First chance she got, she said to Lily, “Lily Bea! You ain’t bein no fool and doin nothin that would make Maddy quit you and throw you back home on me, are you?! Cause there ain’t no room here for another grown woman! You betta think about what you got! Security! And a place of business, and a home. That ole cripple ain’t gonna live too much longer, then it all be yours!”
Lily thought to herself, “Once a person has a dream almost coming true, and a future that looks brighter than any star I have ever seen, that ole security is not enough to stop my dream. It may not be an apple made of gold, and it don’t have to be. But my dream is getting more golden every day.”
The days passed along slowly, but, at last, the day did come for Lily Bea to leave. Weldon had thought it best to start a divorce for her, so the business would be “hers.” The papers were ready to be served. Her new, small, but very nice apartment was clean and airy, with a view of a lake. She danced around that apartment each time she carried a few of her belongings and books there. She had so little to take with her, her husband had not noticed anything was gone.
Maddy had been carrying his anger around daily. It showed in his body language, as they say. It was in his eyes and certainly in his voice. He had talked down to her so long, he couldn’t find a way to put any softness or tenderness in his voice. He was, also, realizing he loved her, “or somethin.”
He hadn’t really believed she would leave him, at first. He couldn’t know anything for certain, but he was having such strong feelings about her leaving him. He thought she was just being used and lied to. “Who would want her enough to do somethin like give her a position? she keep lyin about? and take her away from her husband? Her own business? Where was her brain? Don’t she know she have somethin here? Security? And a future? Nobody else was gonna love her; she was ugly.”
Maddy wasn’t too sure about her ugliness anymore. Now that she was never there, she had begun to look better to him. He sighed, thinking, “Now, I’m the husband! And I’m gonna have to pay somebody to help me round here, while she help somebody else. Somethin ain’t right!” He was hating her, but he was loving her at the same time.
He had told her, “You know if you take that position, and it’s a fool thing to do, cause you got your own position here. You own it. You the boss here. I ain’t that hard to get along with. And . . . we both got . . . things that don’t look good to other people. But we still got each other. If you let me make more love to you, you wouldn’t be actin like this. I know what’s wrong wit’cha! You need some lovin, girl!”
Lily kept, always, her voice low, soft. The Bible said a soft word turns away wrath. She tried to remain silent, to never say anything at all. She would smile gently at Maddy. Smiling was easier to do, now that she was leaving him.
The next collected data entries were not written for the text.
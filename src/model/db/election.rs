use chrono::{DateTime, Duration, Utc};
use mongodb::bson::{self, serde_helpers::chrono_datetime_as_bson_datetime};
use serde::{Deserialize, Serialize};

use crate::model::{
    common::{ConstituencyId, ElectionId, ElectionState},
    mongodb::optional_datetime,
};

/// An election, as stored in the database.
#[derive(Debug, Clone, PartialEq, Eq, Serialize, Deserialize)]
pub struct Election {
    #[serde(rename = "_id")]
    pub id: ElectionId,
    pub name: String,
    #[serde(with = "chrono_datetime_as_bson_datetime")]
    pub created_at: DateTime<Utc>,
    /// Minutes after starting at which the election closes by itself.
    pub time_limit: Option<u32>,
    pub state: ElectionState,
    pub constituencies: Vec<ConstituencyId>,
    #[serde(default, with = "optional_datetime")]
    pub started_at: Option<DateTime<Utc>>,
    /// When a timed election is due to close. Set when it starts.
    #[serde(default, with = "optional_datetime")]
    pub ends_at: Option<DateTime<Utc>>,
    #[serde(default, with = "optional_datetime")]
    pub ended_at: Option<DateTime<Utc>>,
}

impl Election {
    /// A new election, not yet started.
    pub fn new(
        id: ElectionId,
        name: String,
        time_limit: Option<u32>,
        constituencies: Vec<ConstituencyId>,
    ) -> Self {
        Self {
            id,
            name,
            created_at: bson::DateTime::now().to_chrono(),
            time_limit,
            state: ElectionState::Created,
            constituencies,
            started_at: None,
            ends_at: None,
            ended_at: None,
        }
    }

    /// When this election should close if started at the given time.
    pub fn closing_time(&self, started_at: DateTime<Utc>) -> Option<DateTime<Utc>> {
        self.time_limit
            .map(|minutes| started_at + Duration::minutes(minutes.into()))
    }
}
She could not find hate in her heart anyway, it was too happy. She just, quietly, kept moving into her new life.
On her last day, she looked around the ole Clean Cleaners, her “home” for more than seven years. She talked to herself before she talked to Maddy. “Today, today is my last day, my last hours, here where my life has lived and died, for my mama. Now, I’m alive again. No more dim, empty, pitiful life with a pitiful man in this dim, pitiful shop with the washing machine in back. Cheating people.” She sighed at life. “Oh, God, I don’t want to be sinful or wicked. I don’t want to be a sinner, but must I suffer here, in this place, to live right? I didn’t want this . . . marriage. I never loved Maddy. You said honor your mother; and I did what she said. Now, I want to honor myself, and always honor You. I don’t think you mean misery for me, or anyone. I can’t stay here. I must go,” she sighed, “into some light, some air. Fragrant light air, and days. I’ll work hard. I’ll go to church more. I love You. I’m afraid to thank You; You might not have sent Weldon. But, I pray You are in this with me. I don’t want to live against You. I love You. I am being driven through my life by my life itself.”
When she sat down with Maddy, she told him, “Sometimes a chance comes along in life to realize your dreams. I have to go, Maddy.”
Maddy looked stupefied. “It ain’t nothin but a job. Is that your dream? You got a dream right here then. You own your job here, Lily.”
Lily Bea shook her head, gently. “It’s not the same thing, Maddy.”
He almost snarled, “You takin my work for that man from me!”
“I’m taking nothing, Maddy. I’m leaving everything here.”
“You leavin everything here? I paid for everything you got, Lily!”
Her voice was less soft. “I worked here too. I’m leaving everything but my books and a few personal, small things.”
“I knew you didn’t love me! You a bitch! You never did love me!”
After a moment’s silence, Lily said, “I believe I loved you as much as you loved me.”
“You a lyin bitch, bitch!”
She tilted her head, saying, “Do you really think you are worth lying to?”
He stood up over her. “Are you gettin a divorce, too?!”
Slowly, Lily stood up also. She thought, “I don’t want to lie, but I can’t tell him now. He is angry and we are alone. I must stay calm and smooth.” She listened to the sound of every word he said; she watched, and felt, every breath he took. At last, she said, “I’m not thinking of a divorce.” Which was almost true, she was thinking of his anger. And leaving.
She moved away from him, toward the door, as she put on her little rabbit-fur coat, then she turned around, came back, and, for the first time, she hugged him. “Good-bye.”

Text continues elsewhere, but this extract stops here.